I think this is awesome, as I like these games I just don't subscribe to calling these OSR because to me they are completely different things and lumping every revival of an old game under the same umbrella is confusing.


Now my opening line in this post was kind of a joke, but it also isn't. I'm not looking for the same kind of changes in other older games as I am in D&D. To me D&D is a flawed game with tons of potential. Once I found other games I was never really happy with any of the TSR / WOTC versions. I liked many of the ideas but there were always some major flaws.
I like the relative simplicity of the TSR era D&D games, but they tended to be a bit too rigid, and not quite to my preferred style.
3E simply missed the mark for me, not a terrible game but there are so many other games I like that do the same thing only better. I feel the same about Pathfinder.
4E I didn't even go there, as it seemed to do something I wasn't interested in.
I probably could have been mostly satisfied with 5E for my "D&D" fix, but I came late to it and by that time WOTC was already screwing around with its future, talking about a 6E, then One D&D and then they started doing stuff as a company that I have no interest in supporting.

Then we come to the clones and here I have been pleased. Yes there are a ton of them, some better than others, but here I am finding some games that hit a sweet spot when I'm in the mood for a game of that general complexity.
Far from just copy and paste there are some very creative games using the principles established under D&D, but then going on to establish their own unique take on it. For me I see OSR to D&D as similar to the way d100 is often used to describe games influenced by RQ / CoC / BRP.
 
It makes me very happy both that other old-school games like RQ/BRP and Traveller and Fighting Fantasy have their own fan-driven renaissances now and that more “OSR-identified” stuff is less mechanically beholden to D&D while still retaining at least something of its old-school spirit. That’s much closer to what I had in mind when I started talking about an “old-school revival” 20 years ago than the status quo of a decade ago when it was a bunch of guys on Google+ endlessly rehashing 1,001 flavors of BX D&D.
 
See https://grognardia.blogspot.com/2010/04/other-old-school-renaissances.html?m=1

"None of this is to suggest that there couldn't be Traveller or RuneQuest renaissances in the future -- I hope there are! -- but, right now, if they're happening, they're happening very quietly and well off my radar."
I think Rob has touched on this before, but the other issue is that there aren't the same conditions that required a renaissance in the way D&D did. Aside from a handful of stalwarts, old D&D pretty much had gone away pre OSR. And the new editions are different enough that it's arguable whether they're the same game.

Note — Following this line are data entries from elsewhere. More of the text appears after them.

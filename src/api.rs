//! Read API over composed summaries.
//!
//! - `GET /organisations/:id/summary?startDate&endDate`
//! - `GET /organisations/:id/summary/table?startDate&endDate&keyword&orderBy`
//! - `GET /course-units/:id/summary?startDate&endDate`
//! - `GET /cache/status`, `POST /cache/refresh`
//!
//! Missing or unparsable dates default to the current year.

use std::collections::HashSet;
use std::sync::Arc;
use std::time::Duration;

use axum::{
    extract::{Path, Query, State},
    http::{header::CONTENT_TYPE, Method, StatusCode},
    response::{IntoResponse, Response},
    routing::{get, post},
    Json, Router,
};
use serde::Deserialize;
use serde_json::json;
use tokio::{net::TcpListener, signal};
use tower_http::cors::CorsLayer;
use tracing::{error, info};

use crate::cache::{CachePopulationJob, JobState, RunOutcome};
use crate::compose::TreeComposer;
use crate::error::SummaryError;
use crate::models::{CourseUnitNode, DateWindow, OrganisationNode};
use crate::provider::{FeedbackSource, Registry};
use crate::store::SummaryStore;
use crate::table::{self, OrderBy};
use crate::windows;

pub struct AppState<S, R, F> {
    pub composer: TreeComposer<S, R, F>,
    pub job: Arc<CachePopulationJob<S, R, F>>,
    pub hidden_organisations: HashSet<String>,
}

impl<S, R, F> AppState<S, R, F> {
    fn check_access(&self, organisation_id: &str) -> Result<(), SummaryError> {
        if self.hidden_organisations.contains(organisation_id) {
            return Err(SummaryError::Forbidden {
                id: organisation_id.to_string(),
            });
        }
        Ok(())
    }
}

#[derive(Debug, Default, Deserialize)]
#[serde(rename_all = "camelCase")]
pub struct SummaryQuery {
    pub start_date: Option<String>,
    pub end_date: Option<String>,
}

impl SummaryQuery {
    fn window(&self) -> Result<DateWindow, SummaryError> {
        let window = windows::window_or_default(
            self.start_date.as_deref(),
            self.end_date.as_deref(),
            windows::today(),
        )?;
        if window.start_date > window.end_date {
            return Err(SummaryError::InvalidWindow {
                start: window.start_date.to_string(),
                end: window.end_date.to_string(),
            });
        }
        Ok(window)
    }
}

#[derive(Debug, Default, Deserialize)]
#[serde(rename_all = "camelCase")]
pub struct TableQuery {
    #[serde(flatten)]
    pub window: SummaryQuery,
    pub keyword: Option<String>,
    pub order_by: Option<String>,
}

pub async fn organisation_summary<S, R, F>(
    State(state): State<Arc<AppState<S, R, F>>>,
    Path(id): Path<String>,
    Query(query): Query<SummaryQuery>,
) -> Result<Json<OrganisationNode>, SummaryError>
where
    S: SummaryStore,
    R: Registry,
    F: FeedbackSource,
{
    state.check_access(&id)?;
    let window = query.window()?;

    let mut tree = state.composer.compose_organisation_summary(&id, window).await?;
    tree.child_organisations
        .retain(|child| !state.hidden_organisations.contains(&child.id));
    Ok(Json(tree))
}

pub async fn organisation_table<S, R, F>(
    State(state): State<Arc<AppState<S, R, F>>>,
    Path(id): Path<String>,
    Query(query): Query<TableQuery>,
) -> Result<Json<Vec<OrganisationNode>>, SummaryError>
where
    S: SummaryStore,
    R: Registry,
    F: FeedbackSource,
{
    state.check_access(&id)?;
    let window = query.window.window()?;
    let order: OrderBy = match query.order_by.as_deref() {
        Some(raw) => raw.parse().map_err(SummaryError::InvalidQuery)?,
        None => OrderBy::default(),
    };

    let rows = state.composer.compose_children(&id, window).await?;
    let rows: Vec<OrganisationNode> = rows
        .into_iter()
        .filter(|row| !state.hidden_organisations.contains(&row.id))
        .collect();
    let rows = table::filter_by_course_code(rows, query.keyword.as_deref().unwrap_or_default());

    Ok(Json(table::order_by(rows, &order)))
}

pub async fn course_unit_summary<S, R, F>(
    State(state): State<Arc<AppState<S, R, F>>>,
    Path(id): Path<String>,
    Query(query): Query<SummaryQuery>,
) -> Result<Json<CourseUnitNode>, SummaryError>
where
    S: SummaryStore,
    R: Registry,
    F: FeedbackSource,
{
    let window = query.window()?;

    let node = state.composer.compose_course_unit_summary(&id, window).await?;
    Ok(Json(node))
}

pub async fn cache_status<S, R, F>(State(state): State<Arc<AppState<S, R, F>>>) -> Json<serde_json::Value>
where
    S: SummaryStore,
    R: Registry,
    F: FeedbackSource,
{
    Json(json!({ "state": state.job.state() }))
}

pub async fn refresh_cache<S, R, F>(State(state): State<Arc<AppState<S, R, F>>>) -> Response
where
    S: SummaryStore + 'static,
    R: Registry + 'static,
    F: FeedbackSource + 'static,
{
    if state.job.state() == JobState::Running {
        return (StatusCode::CONFLICT, Json(json!({ "state": JobState::Running }))).into_response();
    }

    let job = state.job.clone();
    tokio::spawn(async move {
        match job.run().await {
            Ok(RunOutcome::Completed(report)) => info!(
                run_id = %report.run_id,
                documents_written = report.documents_written,
                "manual cache population finished"
            ),
            Ok(RunOutcome::Skipped) => {}
            Err(err) => error!(error = %err, "manual cache population failed"),
        }
    });

    (StatusCode::ACCEPTED, Json(json!({ "state": JobState::Running }))).into_response()
}

async fn health() -> Json<serde_json::Value> {
    Json(json!({ "status": "ok" }))
}

pub fn router<S, R, F>(state: Arc<AppState<S, R, F>>) -> Router
where
    S: SummaryStore + 'static,
    R: Registry + 'static,
    F: FeedbackSource + 'static,
{
    let cors = CorsLayer::new()
        .allow_methods([Method::GET, Method::POST, Method::OPTIONS])
        .allow_headers([CONTENT_TYPE])
        .max_age(Duration::from_secs(60 * 60));

    Router::new()
        .route("/health", get(health))
        .route("/organisations/:id/summary", get(organisation_summary::<S, R, F>))
        .route("/organisations/:id/summary/table", get(organisation_table::<S, R, F>))
        .route("/course-units/:id/summary", get(course_unit_summary::<S, R, F>))
        .route("/cache/status", get(cache_status::<S, R, F>))
        .route("/cache/refresh", post(refresh_cache::<S, R, F>))
        .layer(cors)
        .with_state(state)
}

pub async fn serve<S, R, F>(state: Arc<AppState<S, R, F>>, port: u16) -> anyhow::Result<()>
where
    S: SummaryStore + 'static,
    R: Registry + 'static,
    F: FeedbackSource + 'static,
{
    let app = router(state);

    let address = format!("0.0.0.0:{port}");
    info!("Binding to {address}");

    let listener = TcpListener::bind(&address).await?;
    info!("Server running on {address}");

    axum::serve(listener, app)
        .with_graceful_shutdown(shutdown_signal())
        .await?;

    info!("Server shut down");
    Ok(())
}

async fn shutdown_signal() {
    let ctrl_c = async {
        if let Err(err) = signal::ctrl_c().await {
            error!(error = %err, "failed to install Ctrl+C handler");
            std::future::pending::<()>().await;
        }
        info!("Received Ctrl+C, shutting down");
    };

    #[cfg(unix)]
    let terminate = async {
        match signal::unix::signal(signal::unix::SignalKind::terminate()) {
            Ok(mut stream) => {
                stream.recv().await;
                info!("Received terminate signal, shutting down");
            }
            Err(err) => {
                error!(error = %err, "failed to install signal handler");
                std::future::pending::<()>().await;
            }
        }
    };

    #[cfg(not(unix))]
    let terminate = std::future::pending::<()>();

    tokio::select! {
        _ = ctrl_c => {},
        _ = terminate => {},
    }
}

Take something like Tunnels & Trolls. You could take a player from 1975, drop them into a 2024 game and it would be instantly recognisable. That's not really true of the difference between D&D editions.

The only real renaissance other lines have needed is new editions/supplements. Advanced Fighting Fantasy has seen a small resurgence again. New content (so I assume it sells well enough to justify that), a place for fan content with The Warlock Returns and games inspired by it like Troika and Warlock!. What it hasn't seen is a retroclone because there would be no point when the fanbase is happy with the new edition.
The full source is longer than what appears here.